L’art, c’était une institution de nos jours. Mais il y avait toujours une opportunité, quelque part, pour percer autrement qu’en passant par les grands réseaux. Du moins, il l’espérait.
A l’évocation de la photo, il échappa un bref et petit rire. Puis elle demanda si l’infusion était prête. La discussion était close pour l’instant.
Les tasses étaient brûlantes jusqu’à l’anse. Pour Vito, c’était surprenant. Il avait rarement froid - il était rarement froid. Il était une bouillotte ambulante, paraissait-il. Cependant, la fatigue, le malaise, la peine - toutes ces choses là avaient tendance à glacer ses mains jusqu’aux os. Il grimaça en prenant les deux tasses.
« Je crois que c’est bon. Et si l’offre marche toujours, je veux bien la couverture de Minuit. »
La migration vers le salon se fit facilement. Ce n’était pas la première fois qu’ils s’y installaient - mais celle fois, l’écran était éteint et ils n’avaient pas eu besoin de tirer les rideaux ou fermer les volets pour avoir de l’obscurité. Vito avait presque sa place attitrée dans le canapé. Il était quasiment sûr qu’il pourrait y trouver quelques-uns de ses cheveux s’il cherchait un peu. Il s’empressa de poser les tasses sur la table basse et secoua ses doigts. Ca commençait à le brûler sévèrement.
S’il attrapa la couverture, il la garda un instant dans les mains sans s’asseoir, tourné vers la fenêtre. A extérieure, on ne voyait rien. Dans la vitre, il n’y avait que le reflet de la pièce, de leurs deux silhouette qui se reflétait. Ils étaient deux. Il y eut un silence.

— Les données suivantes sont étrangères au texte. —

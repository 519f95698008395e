//! StillShot - high-resolution scene capture
//!
//! Headless entry point: opens the GPU, runs a few preview ticks while
//! orbiting the camera, then takes one full-resolution capture.

use anyhow::{Context, Result};
use glam::{Quat, Vec3};
use std::path::PathBuf;
use std::time::{Duration, Instant};
use stillshot_capture::{
    CaptureOrchestrator, CaptureSession, DirectoryStorage, ImageEncoder, PngEncoder,
    PreviewRenderer,
};
use stillshot_core::{format_bytes, CameraPose, CameraState, CaptureSettings, ScreenSize};
use stillshot_gpu::{BudgetContext, EmptyScene, GpuContext, WgpuBackend};
use tracing::{info, warn};
use tracing_subscriber::{EnvFilter, FmtSubscriber};

const PREVIEW_TICKS: u32 = 8;
const TICK_INTERVAL: Duration = Duration::from_millis(50);

#[tokio::main]
async fn main() -> Result<()> {
    // Initialize logging
    let subscriber = FmtSubscriber::builder()
        .with_env_filter(
            EnvFilter::try_from_default_env().unwrap_or_else(|_| EnvFilter::new("info")),
        )
        .finish();
    tracing::subscriber::set_global_default(subscriber)?;

    info!("StillShot starting...");

    let settings = match std::env::args().nth(1).map(PathBuf::from) {
        Some(path) => CaptureSettings::load(&path)
            .with_context(|| format!("loading settings from {}", path.display()))?,
        None => CaptureSettings::default(),
    };
    settings.validate()?;

    let gpu = GpuContext::new().await?;
    let screen = ScreenSize::default();
    let ctx = BudgetContext::from_source(&gpu, screen, settings.budget);
    report_budget(&ctx, settings.default_width);

    let mut backend = WgpuBackend::new(gpu, EmptyScene);
    let mut session = CaptureSession::new(settings.default_width);
    let mut preview = PreviewRenderer::new(&settings);
    let mut camera = CameraState::default();

    let start = Instant::now();
    let mut ticker = tokio::time::interval(TICK_INTERVAL);
    for tick in 0..PREVIEW_TICKS {
        ticker.tick().await;
        camera.pose = orbit(tick as f32 * 0.05);
        let now = start + TICK_INTERVAL * tick;
        if let Some(frame) = preview.tick(now, &ctx, &mut backend, &camera, &session)? {
            info!(
                "Preview {}x{} slot {} ({:?})",
                frame.width, frame.height, frame.slot, frame.activity
            );
        }
    }
    info!("Preview targets hold {}", format_bytes(backend.memory_usage()));

    let (width, height) = session.output_resolution(&ctx);
    info!("Capturing {}x{}", width, height);

    let mut orchestrator = CaptureOrchestrator::new(PngEncoder::default());
    let result = orchestrator
        .capture(&ctx, &mut backend, &mut camera, &session.request())
        .await;
    preview.shutdown(&mut backend);
    let output = result?;

    if output.was_clamped() {
        warn!(
            "Requested width {} exceeded the safe limit; captured at {}",
            output.requested_width, output.render_resolution.width
        );
    }

    let storage = settings
        .output_dir
        .clone()
        .map(DirectoryStorage::new)
        .unwrap_or_else(DirectoryStorage::pictures)
        .with_extension(orchestrator.encoder().extension());
    let path = output.store(&storage)?;
    info!("Wrote {} ({})", path.display(), format_bytes(output.bytes.len() as u64));

    Ok(())
}

/// Log the memory picture for a requested width.
fn report_budget(ctx: &BudgetContext, width: u32) {
    let profile = ctx.profile();
    let budgets = ctx.budgets();
    let estimate = ctx.estimate_memory(width);
    info!(
        "GPU '{}' {:?}, budgets: gpu {} / cpu {}",
        profile.gpu_name(),
        profile.platform_class(),
        format_bytes(budgets.gpu_bytes),
        format_bytes(budgets.cpu_bytes)
    );
    info!(
        "Width {}: gpu {} cpu {} ({:?}), raw output {}, max safe width {}",
        width,
        format_bytes(estimate.gpu_bytes),
        format_bytes(estimate.cpu_bytes),
        ctx.memory_status(width),
        format_bytes(ctx.estimator().output_size(width)),
        ctx.max_safe_width()
    );
}

/// Camera circling the origin at a fixed radius.
fn orbit(angle: f32) -> CameraPose {
    let position = Vec3::new(angle.sin(), 0.0, angle.cos()) * 5.0;
    CameraPose::new(position, Quat::from_rotation_y(angle))
}
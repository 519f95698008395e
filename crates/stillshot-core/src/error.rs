//! Error types for StillShot.

use thiserror::Error;

/// Main error type for capture and preview operations.
#[derive(Error, Debug)]
pub enum CaptureError {
    #[error("I/O error: {0}")]
    Io(#[from] std::io::Error),

    /// Render target creation failed (out of memory or invalid dimensions).
    #[error("Failed to allocate {width}x{height} render target: {reason}")]
    AllocationFailure {
        width: u32,
        height: u32,
        reason: String,
    },

    /// Pixel read-back did not succeed after exhausting retries.
    #[error("Pixel read-back failed after {attempts} attempt(s): {reason}")]
    ReadbackFailure { attempts: u32, reason: String },

    #[error("Encoding failed: {0}")]
    EncodingFailure(String),

    /// The capability source returned no usable data. Recovered locally by
    /// falling back to conservative defaults; never surfaced from `capture`.
    #[error("GPU capabilities unavailable: {0}")]
    CapabilityUnavailable(String),

    #[error("Render failed: {0}")]
    RenderFailure(String),

    #[error("Storage error: {0}")]
    Storage(String),

    #[error("Invalid settings: {0}")]
    InvalidSettings(String),

    #[error("Serialization error: {0}")]
    Serialization(String),
}

impl From<serde_json::Error> for CaptureError {
    fn from(err: serde_json::Error) -> Self {
        Self::Serialization(err.to_string())
    }
}

/// Result type alias for StillShot operations.
pub type Result<T> = std::result::Result<T, CaptureError>;
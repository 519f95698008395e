//! Texture formats and sampling options for render targets.

use half::f16;
use serde::{Deserialize, Serialize};

/// Color formats the capture pipeline can render into or read back.
#[derive(Debug, Clone, Copy, PartialEq, Eq, Hash, Default, Serialize, Deserialize)]
pub enum TextureFormat {
    /// 16-bit half-float RGBA (64 bits per pixel)
    Rgba16Float,
    /// 8-bit RGBA with sRGB encoding
    Rgba8UnormSrgb,
    /// 8-bit RGBA, linear. Supported everywhere.
    #[default]
    Rgba8Unorm,
    /// 8-bit BGRA, linear
    Bgra8Unorm,
}

impl TextureFormat {
    /// Bytes per pixel.
    pub fn bytes_per_pixel(self) -> u32 {
        match self {
            Self::Rgba16Float => 8,
            Self::Rgba8UnormSrgb | Self::Rgba8Unorm | Self::Bgra8Unorm => 4,
        }
    }

    /// Whether red and blue are swapped relative to RGBA.
    #[inline]
    pub fn is_bgra(self) -> bool {
        matches!(self, Self::Bgra8Unorm)
    }

    /// Whether the format packs 8 bits per channel.
    #[inline]
    pub fn is_8bit(self) -> bool {
        self.bytes_per_pixel() == 4
    }

    pub fn to_wgpu(self) -> wgpu::TextureFormat {
        match self {
            Self::Rgba16Float => wgpu::TextureFormat::Rgba16Float,
            Self::Rgba8UnormSrgb => wgpu::TextureFormat::Rgba8UnormSrgb,
            Self::Rgba8Unorm => wgpu::TextureFormat::Rgba8Unorm,
            Self::Bgra8Unorm => wgpu::TextureFormat::Bgra8Unorm,
        }
    }
}

/// Texture filtering used when the preview is displayed.
#[derive(Debug, Clone, Copy, PartialEq, Eq, Hash, Default, Serialize, Deserialize)]
pub enum FilterMode {
    Point,
    #[default]
    Bilinear,
}

impl FilterMode {
    pub fn to_wgpu(self) -> wgpu::FilterMode {
        match self {
            Self::Point => wgpu::FilterMode::Nearest,
            Self::Bilinear => wgpu::FilterMode::Linear,
        }
    }
}

/// Swap red and blue in place for tightly packed 8-bit pixels.
pub fn swizzle_bgra_rgba(pixels: &mut [u8]) {
    for px in pixels.chunks_exact_mut(4) {
        px.swap(0, 2);
    }
}

/// Convert little-endian `Rgba16Float` pixels to 8-bit RGBA.
///
/// Color channels are linear in the half-float target and come out sRGB
/// encoded, matching what an `Rgba8UnormSrgb` target stores. Alpha stays
/// linear.
pub fn rgba16f_to_rgba8(half_pixels: &[u8]) -> Vec<u8> {
    half_pixels
        .chunks_exact(8)
        .flat_map(|px| {
            let channel = |i: usize| f16::from_le_bytes([px[2 * i], px[2 * i + 1]]).to_f32();
            [
                unorm8(linear_to_srgb(channel(0))),
                unorm8(linear_to_srgb(channel(1))),
                unorm8(linear_to_srgb(channel(2))),
                unorm8(channel(3)),
            ]
        })
        .collect()
}

fn linear_to_srgb(v: f32) -> f32 {
    let v = if v.is_nan() { 0.0 } else { v.clamp(0.0, 1.0) };
    if v <= 0.003_130_8 {
        v * 12.92
    } else {
        1.055 * v.powf(1.0 / 2.4) - 0.055
    }
}

fn unorm8(v: f32) -> u8 {
    let v = if v.is_nan() { 0.0 } else { v.clamp(0.0, 1.0) };
    (v * 255.0).round() as u8
}
//! Adaptive preview refresh scheduling.
//!
//! The scheduler is a pure decision function: it classifies camera motion
//! and says when the preview is due. Rendering is the caller's job.

use serde::{Deserialize, Serialize};
use stillshot_core::{CameraPose, SchedulerSettings};
use std::time::{Duration, Instant};
use tracing::debug;

/// Camera motion classification.
#[derive(Debug, Clone, Copy, PartialEq, Eq, Default, Serialize, Deserialize)]
pub enum ActivityClass {
    Moving,
    #[default]
    Static,
}

/// Outcome of one [`AdaptiveUpdateScheduler::poll`].
#[derive(Debug, Clone, Copy, PartialEq, Eq)]
pub struct PollResult {
    /// Re-render now.
    pub due: bool,
    pub activity: ActivityClass,
}

#[derive(Debug, Clone, Copy)]
struct Sample {
    at: Instant,
    pose: CameraPose,
}

/// Two-state (`Moving`/`Static`) refresh scheduler.
#[derive(Debug, Clone)]
pub struct AdaptiveUpdateScheduler {
    settings: SchedulerSettings,
    activity: ActivityClass,
    reference: Option<Sample>,
    refresh_requested: bool,
}

impl AdaptiveUpdateScheduler {
    pub fn new(settings: SchedulerSettings) -> Self {
        Self {
            settings,
            activity: ActivityClass::Static,
            reference: None,
            refresh_requested: false,
        }
    }

    pub fn activity(&self) -> ActivityClass {
        self.activity
    }

    pub fn settings(&self) -> &SchedulerSettings {
        &self.settings
    }

    /// Refresh interval for an activity class.
    pub fn interval(&self, activity: ActivityClass) -> Duration {
        let secs = match activity {
            ActivityClass::Moving => self.settings.moving_interval_secs,
            ActivityClass::Static => self.settings.static_interval_secs,
        };
        Duration::from_secs_f64(secs.max(0.0))
    }

    /// Make the next poll due regardless of motion.
    pub fn request_refresh(&mut self) {
        self.refresh_requested = true;
    }

    /// Forget the reference sample; the next poll is due.
    pub fn reset(&mut self) {
        self.reference = None;
        self.activity = ActivityClass::Static;
        self.refresh_requested = false;
    }

    /// Classify motion since the last accepted sample and decide whether
    /// a refresh is due.
    ///
    /// The reference sample only moves forward when the result is due.
    pub fn poll(&mut self, now: Instant, pose: &CameraPose) -> PollResult {
        let Some(reference) = self.reference else {
            self.accept(now, pose);
            return PollResult {
                due: true,
                activity: self.activity,
            };
        };

        let elapsed = now.saturating_duration_since(reference.at);
        let secs = elapsed.as_secs_f64();
        let distance_sq = pose.distance_squared(&reference.pose) as f64;
        let angle = pose.angle_to_degrees(&reference.pose) as f64;

        let jumped = distance_sq > self.settings.position_delta_sq_threshold as f64
            || angle > self.settings.rotation_delta_threshold as f64;
        let fast = secs > 0.0
            && (distance_sq / (secs * secs) > self.settings.position_velocity_sq_threshold as f64
                || angle / secs > self.settings.rotation_velocity_threshold as f64);

        let activity = if jumped || fast {
            ActivityClass::Moving
        } else {
            ActivityClass::Static
        };
        if activity != self.activity {
            debug!("Preview activity {:?} -> {:?}", self.activity, activity);
            self.activity = activity;
        }

        let due = jumped || self.refresh_requested || elapsed >= self.interval(activity);
        if due {
            self.accept(now, pose);
        }
        PollResult { due, activity }
    }

    fn accept(&mut self, now: Instant, pose: &CameraPose) {
        self.reference = Some(Sample { at: now, pose: *pose });
        self.refresh_requested = false;
    }
}

impl Default for AdaptiveUpdateScheduler {
    fn default() -> Self {
        Self::new(SchedulerSettings::default())
    }
}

« Dosia. » Trouver quoi dire. Avoir les mots. « Est-ce qu’on en parle ? De ce… de ça. » De ce qu’il y avait là bas, de ce pourquoi il était là. « J’arrive pas à me le sortir de la tête et j’ai l’impression qu’à n’importe quel moment je vais l’entendre arriver. »
Peu décidé à s’asseoir, il se tourna néanmoins vers Theodosia sans vraiment lever les yeux, incapable de regarder la fenêtre plus longtemps. Le couverture se froissait entre ses doigts.
« Je suis désolé, c’est soudain, mais. » De ses dents, il tortura sa lèvre un instant. Avoir les mots. Pourtant ils sortaient tous seuls, sans qu’il ne s’y soit vraiment attendu. « Il se passe des trucs ici. Toutes ces histoires de myosotis, ou je sais pas quoi. Et maintenant, ça. J’ai l’impression de… de je sais pas. C’est confus. »
Cette fois, dans un nouveau soupir, il se laissa tomber sur le canapé. Il se frotta les yeux tout en continuant, « et cette personne qu’on a trouvé. J’arrête pas d’y penser. »
Si anti-cernes il restait, il devait maintenant être complètement effacé.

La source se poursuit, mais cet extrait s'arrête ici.